Scan the lines below and report each one containing "records" by copying it.
[Start of Attachment]
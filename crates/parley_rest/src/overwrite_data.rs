//! Permission overwrite audit-log data.

use crate::{AuditLogEntry, ChangeSet, Side};
use parley_core::{Overwrite, OverwritePermissions, PermissionTarget, Snowflake};
use parley_error::{AuditLogError, AuditLogErrorKind, AuditLogResult};
use tracing::{debug, instrument, warn};

const DENY: &str = "deny";
const TYPE: &str = "type";
const ID: &str = "id";
const ALLOW: &str = "allow";

/// Rebuilds a full overwrite from one side of the `deny`, `type`, `id`, `allow` changes.
///
/// All four records are required; a missing one is reported before any value is
/// converted, in the order `deny`, `type`, `id`, `allow`.
fn overwrite_from(entry: &AuditLogEntry, side: Side) -> AuditLogResult<Overwrite> {
    let changes = ChangeSet::index(entry.changes());

    for field in [DENY, TYPE, ID, ALLOW] {
        if let Err(e) = changes.require(field, side) {
            warn!(entry_id = %entry.id(), field, %side, "Overwrite change is missing");
            return Err(e);
        }
    }

    let deny = changes.u64(DENY, side)?;
    let kind = changes.string(TYPE, side)?;
    let id = changes.u64(ID, side)?;
    let allow = changes.u64(ALLOW, side)?;

    let target = PermissionTarget::from_audit_log_type(&kind);
    debug!(id, %kind, %target, allow, deny, "Decoded overwrite");

    Ok(Overwrite::new(
        Snowflake::new(id),
        target,
        OverwritePermissions::new(allow, deny),
    ))
}

/// A permission overwrite was removed from a channel.
///
/// # Example
///
/// ```
/// use parley_core::PermissionTarget;
/// use parley_rest::{
///     ActionType, AuditLogChangeBuilder, AuditLogEntryBuilder, OverwriteDeleteAuditLogData,
/// };
/// use serde_json::json;
///
/// let change = |key: &str, old: serde_json::Value| {
///     AuditLogChangeBuilder::default().key(key).old_value(old).build().unwrap()
/// };
/// let entry = AuditLogEntryBuilder::default()
///     .id(parley_core::Snowflake::new(1))
///     .action_type(ActionType::OverwriteDeleted)
///     .changes(vec![
///         change("id", json!("42")),
///         change("type", json!("member")),
///         change("allow", json!("8")),
///         change("deny", json!("16")),
///     ])
///     .build()
///     .unwrap();
///
/// let data = OverwriteDeleteAuditLogData::from_entry(&entry).unwrap();
/// assert_eq!(data.overwrite().target_id().get(), 42);
/// assert_eq!(data.overwrite().target_type(), PermissionTarget::User);
/// ```
#[derive(Debug, Clone, Copy, PartialEq, Eq)]
pub struct OverwriteDeleteAuditLogData {
    overwrite: Overwrite,
}

impl OverwriteDeleteAuditLogData {
    /// Decode from the entry's old values.
    ///
    /// # Errors
    ///
    /// - `MissingAuditLogField` if `deny`, `type`, `id` or `allow` has no old value
    /// - `InvalidAuditLogValue` if a value has the wrong shape
    #[instrument(skip(entry), fields(entry_id = %entry.id()))]
    pub fn from_entry(entry: &AuditLogEntry) -> AuditLogResult<Self> {
        overwrite_from(entry, Side::OldValue).map(|overwrite| Self { overwrite })
    }

    /// The overwrite as it was before deletion.
    pub fn overwrite(&self) -> &Overwrite {
        &self.overwrite
    }
}

/// A permission overwrite was added to a channel.
#[derive(Debug, Clone, Copy, PartialEq, Eq)]
pub struct OverwriteCreateAuditLogData {
    overwrite: Overwrite,
}

impl OverwriteCreateAuditLogData {
    /// Decode from the entry's new values.
    ///
    /// # Errors
    ///
    /// - `MissingAuditLogField` if `deny`, `type`, `id` or `allow` has no new value
    /// - `InvalidAuditLogValue` if a value has the wrong shape
    #[instrument(skip(entry), fields(entry_id = %entry.id()))]
    pub fn from_entry(entry: &AuditLogEntry) -> AuditLogResult<Self> {
        overwrite_from(entry, Side::NewValue).map(|overwrite| Self { overwrite })
    }

    /// The overwrite as created.
    pub fn overwrite(&self) -> &Overwrite {
        &self.overwrite
    }
}

/// A permission overwrite's masks were changed.
///
/// The target is not part of the change records; it comes from the entry options.
#[derive(Debug, Clone, Copy, PartialEq, Eq)]
pub struct OverwriteUpdateAuditLogData {
    before: OverwritePermissions,
    after: OverwritePermissions,
    overwrite_target_id: Snowflake,
    overwrite_target_type: PermissionTarget,
}

impl OverwriteUpdateAuditLogData {
    /// Decode from the `allow`/`deny` changes and the entry options.
    ///
    /// A mask with no recorded value on one side reads as 0.
    ///
    /// # Errors
    ///
    /// - `MissingOptions("options")` if the entry has no options
    /// - `MissingOptions("id")` or `MissingOptions("type")` if the options lack that field
    /// - `InvalidAuditLogValue` if a mask has the wrong shape
    #[instrument(skip(entry), fields(entry_id = %entry.id()))]
    pub fn from_entry(entry: &AuditLogEntry) -> AuditLogResult<Self> {
        let changes = ChangeSet::index(entry.changes());

        let mask = |key: &str, side: Side| -> AuditLogResult<u64> {
            Ok(changes.optional_u64(key, side)?.unwrap_or(0))
        };
        let before = OverwritePermissions::new(
            mask(ALLOW, Side::OldValue)?,
            mask(DENY, Side::OldValue)?,
        );
        let after = OverwritePermissions::new(
            mask(ALLOW, Side::NewValue)?,
            mask(DENY, Side::NewValue)?,
        );

        let missing = |option: &str| {
            warn!(option, "Overwrite update entry is missing an option");
            AuditLogError::new(AuditLogErrorKind::MissingOptions(option.to_string()))
        };
        let options = entry.options().as_ref().ok_or_else(|| missing("options"))?;
        let overwrite_target_id = (*options.id()).ok_or_else(|| missing("id"))?;
        let kind = options
            .overwrite_type()
            .as_deref()
            .ok_or_else(|| missing("type"))?;

        debug!(%overwrite_target_id, kind, ?before, ?after, "Decoded overwrite update");

        Ok(Self {
            before,
            after,
            overwrite_target_id,
            overwrite_target_type: PermissionTarget::from_audit_log_type(kind),
        })
    }

    /// Masks before the change.
    pub fn before(&self) -> OverwritePermissions {
        self.before
    }

    /// Masks after the change.
    pub fn after(&self) -> OverwritePermissions {
        self.after
    }

    /// The user or role the overwrite applies to.
    pub fn overwrite_target_id(&self) -> Snowflake {
        self.overwrite_target_id
    }

    /// Whether the target is a user or a role.
    pub fn overwrite_target_type(&self) -> PermissionTarget {
        self.overwrite_target_type
    }
}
[End of Attachment]
Task answer
/// All four records are required; a missing one is reported before any value is
/// The target is not part of the change records; it comes from the entry options.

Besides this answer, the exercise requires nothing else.